● **PROBLEM REQUIREMENTS**
Copy all of the records below verbatim.

- Opening Delimiter -

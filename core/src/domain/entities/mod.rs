//! Domain entities owned by the registration flow.

pub mod otp_challenge;
pub mod registration_draft;
pub mod registration_outcome;

pub use otp_challenge::{AttemptState, OtpChallenge};
pub use registration_draft::{FrozenDraft, RegistrationDraft};
pub use registration_outcome::RegistrationOutcome;
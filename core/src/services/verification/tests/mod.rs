//! Tests for the OTP verification session.
//! HTTP API Server
//!
//! Starts and manages the axum-based HTTP server.

use std::future::Future;
use std::sync::Arc;

use axum::Router;
use tower_http::cors::CorsLayer;
use tower_http::trace::TraceLayer;
use tracing::info;

use sb_core::{ApiConfig, ConversationHandler};

use crate::error::{ApiError, Result};
use crate::routes::routes;

/// Shared application state
#[derive(Clone)]
pub struct AppState {
    pub handler: Arc<ConversationHandler>,
}

/// Build the application router
pub fn router(state: AppState) -> Router {
    Router::new()
        .merge(routes())
        .layer(TraceLayer::new_for_http())
        .layer(CorsLayer::permissive())
        .with_state(state)
}

/// Start the HTTP API server and run until `shutdown` resolves
pub async fn start_server<F>(
    config: &ApiConfig,
    handler: Arc<ConversationHandler>,
    shutdown: F,
) -> Result<()>
where
    F: Future<Output = ()> + Send + 'static,
{
    let app = router(AppState { handler });

    // ホスト名も解決してバインドする
    let listener = tokio::net::TcpListener::bind((config.host.as_str(), config.port))
        .await
        .map_err(|e| ApiError::Bind(format!("{}:{} ({})", config.host, config.port, e)))?;
    info!("HTTP API listening on {}", listener.local_addr()?);

    axum::serve(listener, app)
        .with_graceful_shutdown(shutdown)
        .await?;

    Ok(())
}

- Closing Delimiter -

● **ANSWER TO THIS EXERCISE**
filename core/src/domain/entities/mod.rs
//! Domain entities owned by the registration flow.

pub mod otp_challenge;
pub mod registration_draft;
pub mod registration_outcome;

pub use otp_challenge::{AttemptState, OtpChallenge};
pub use registration_draft::{FrozenDraft, RegistrationDraft};
pub use registration_outcome::RegistrationOutcome;
filename core/src/services/verification/tests/mod.rs
//! Tests for the OTP verification session.
//! HTTP API Server
//!
//! Starts and manages the axum-based HTTP server.

use std::future::Future;
use std::sync::Arc;

use axum::Router;
use tower_http::cors::CorsLayer;
use tower_http::trace::TraceLayer;
use tracing::info;

use sb_core::{ApiConfig, ConversationHandler};

use crate::error::{ApiError, Result};
use crate::routes::routes;

/// Shared application state
#[derive(Clone)]
pub struct AppState {
    pub handler: Arc<ConversationHandler>,
}

/// Build the application router
pub fn router(state: AppState) -> Router {
    Router::new()
        .merge(routes())
        .layer(TraceLayer::new_for_http())
        .layer(CorsLayer::permissive())
        .with_state(state)
}

/// Start the HTTP API server and run until `shutdown` resolves
pub async fn start_server<F>(
    config: &ApiConfig,
    handler: Arc<ConversationHandler>,
    shutdown: F,
) -> Result<()>
where
    F: Future<Output = ()> + Send + 'static,
{
    let app = router(AppState { handler });

    // ホスト名も解決してバインドする
    let listener = tokio::net::TcpListener::bind((config.host.as_str(), config.port))
        .await
        .map_err(|e| ApiError::Bind(format!("{}:{} ({})", config.host, config.port, e)))?;
    info!("HTTP API listening on {}", listener.local_addr()?);

    axum::serve(listener, app)
        .with_graceful_shutdown(shutdown)
        .await?;

    Ok(())
}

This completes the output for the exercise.